Joaquim Vieira sugere espécie de desobediência civil das televisões quanto à campanha autárquica

O presidente do Observatório de Imprensa considera que as televisões deveriam adotar uma atitude de desobediência civil e fazer a cobertura das eleições autárquicas que escolhessem. Joaquim Vieira afirma que o problema não está na lei, mas na interpretação abusiva que a Comissão Nacional de Eleições (CNE) dela faz.

Sandra Henriques /

Foto: Simela Pantzartzi/EPA

“As televisões têm direito a definir o seu papel editorial, embora o serviço público tenha obrigações mais rigorosas. De qualquer modo, acho que deviam tomar uma atitude de espécie de desobediência civil que era fazer a cobertura que acham que devem fazer do ponto de vista editorial, simplesmente depois seria preciso enfrentar as consequências em termos jurídicos e judiciais”, refere Joaquim Vieira à Antena1.

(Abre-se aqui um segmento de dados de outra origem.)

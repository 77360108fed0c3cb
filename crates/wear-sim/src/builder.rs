//! Fluent builder for constructing a [`WearEngine`].

use tracing::info;

use wear_action::{ActionTracker, DurationEstimator};
use wear_core::WearRng;
use wear_durability::DurabilityService;

use crate::{EngineResult, SignalInbox, TickScheduler, WearConfig, WearEngine};

/// Fluent builder for [`WearEngine`].
///
/// # Optional inputs (have defaults)
///
/// | Method            | Default                                              |
/// |-------------------|------------------------------------------------------|
/// | `.estimator(e)`   | `config.estimator()`: built-in chain, CSV table if set |
/// | `.inbox(i)`       | A fresh `SignalInbox`                                |
///
/// # Example
///
/// ```rust,ignore
/// let config = WearConfig::load(Path::new("wear.yaml"))?;
/// let mut engine = EngineBuilder::new(config).build()?;
/// let inbox = engine.inbox();
/// engine.tick_pulse(&host, &mut NoopObserver);
/// ```
pub struct EngineBuilder {
    config:    WearConfig,
    estimator: Option<DurationEstimator>,
    inbox:     Option<SignalInbox>,
}

impl EngineBuilder {
    pub fn new(config: WearConfig) -> Self {
        Self { config, estimator: None, inbox: None }
    }

    /// Use a custom duration strategy chain instead of the configured one.
    /// The chain is kept across [`WearEngine::reload`].
    pub fn estimator(mut self, estimator: DurationEstimator) -> Self {
        self.estimator = Some(estimator);
        self
    }

    /// Share an inbox created before the engine (e.g. already handed to
    /// event handlers).
    pub fn inbox(mut self, inbox: SignalInbox) -> Self {
        self.inbox = Some(inbox);
        self
    }

    /// Validate the configuration, assemble every component and return a
    /// ready engine at tick 0.
    pub fn build(self) -> EngineResult<WearEngine> {
        let config = self.config;
        config.validate()?;

        let custom_estimator = self.estimator.is_some();
        let estimator = match self.estimator {
            Some(e) => e,
            None => config.estimator()?,
        };
        let tracker = ActionTracker::new(estimator, config.scheduler.interval_ticks, config.timeout_ticks());
        let durability = DurabilityService::new(config.resolver(), config.policy()).with_salvage(config.salvage_policy());

        info!(
            seed = config.seed,
            interval = config.scheduler.interval_ticks,
            timeout_ticks = tracker.timeout_ticks(),
            mode = ?config.mining.mode,
            "wear engine built"
        );

        Ok(WearEngine {
            scheduler:  TickScheduler::new(tracker),
            durability,
            curves:     config.degradation(),
            mending:    config.mending_policy(),
            weather:    config.weather_wear(),
            rng:        WearRng::new(config.seed),
            inbox:      self.inbox.unwrap_or_default(),
            custom_estimator,
            config,
        })
    }
}
//! `wear-sim`: scheduler, configuration and host facade for the wear core.
//!
//! # Crate layout
//!
//! | Module        | Contents                                                  |
//! |---------------|-----------------------------------------------------------|
//! | [`config`]    | `WearConfig`: YAML surface and component assembly         |
//! | [`scheduler`] | `TickScheduler`: fixed-period pass over tracked actions   |
//! | [`signal`]    | `Signal`, `SignalInbox`: thread-safe deferred host events |
//! | [`observer`]  | `EngineObserver`, `NoopObserver`, `PassReport`            |
//! | [`engine`]    | `WearEngine`: the facade hosts call into                  |
//! | [`builder`]   | `EngineBuilder`                                           |
//! | [`error`]     | `EngineError`, `EngineResult<T>`                          |
//!
//! # One pass
//!
//! ```text
//! tick_pulse(host, observer):
//!   ① Signals : drain the inbox; Begin / Cancel / TargetChanged / ActorLeft
//!                are applied in arrival order.
//!   ② Clock   : current_tick += interval.
//!   ③ Step    : every tracked action, ascending ActorId:
//!                  actor gone        → Clear
//!                  no longer valid   → Clear
//!                  idle past timeout → Clear
//!                  otherwise accrued += interval;
//!                    finished → Clear, finalize_action (once)
//!                    else     → stage (repeats filtered)
//!   ④ Report  : observer.on_pass_end(PassReport)
//! ```
//!
//! # Cargo features
//!
//! | Feature   | Effect                                               |
//! |-----------|------------------------------------------------------|
//! | `fx-hash` | FxHash maps for the per-actor action and stage maps. |
//!
//! # Quick-start
//!
//! ```rust,ignore
//! use wear_sim::{EngineBuilder, NoopObserver, WearConfig};
//!
//! let config = WearConfig::from_yaml_str("seed: 7")?;
//! let mut engine = EngineBuilder::new(config).build()?;
//! engine.begin_action(&host, actor, target, &pickaxe, &mut NoopObserver);
//! loop {
//!     engine.tick_pulse(&host, &mut NoopObserver);
//! }
//! ```

pub mod builder;
pub mod config;
pub mod engine;
pub mod error;
pub mod observer;
pub mod scheduler;
pub mod signal;


pub use builder::EngineBuilder;
pub use config::{
    AutoProtectConfig, BonusTierConfig, CurveSection, DegradationConfig, FatigueStyleSetting, LowAlertConfig,
    MendingConfig, MiningConfig, MiningModeSetting, PenaltyConfig, SalvageConfig, SalvageMatcherConfig, SalvageWhen,
    SchedulerConfig, SmoothConfig, WeatherConfig, WearConfig, WrongToolConfig,
};
pub use engine::WearEngine;
pub use error::{EngineError, EngineResult};
pub use observer::{EngineObserver, NoopObserver, PassReport};
pub use scheduler::TickScheduler;
pub use signal::{Signal, SignalInbox};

O responsável observa que a CNE está a intrometer-se nos órgãos de informação: “Há uma intromissão abusiva na liberdade editorial das televisões. A lei em si não estará mal. O que estará mal é a interpretação que estará a ser feita da lei, é uma interpretação demasiado restritiva”.

A RTP, a SIC e a TVI decidiram não fazer a cobertura integral da campanha para as eleições autárquicas, tendo em conta a interpretação restritiva que consideram que a CNE faz da lei. As três televisões afirmam que não têm meios para seguir a campanha tal como a legislação exige, dando igual tratamento a todas as candidaturas.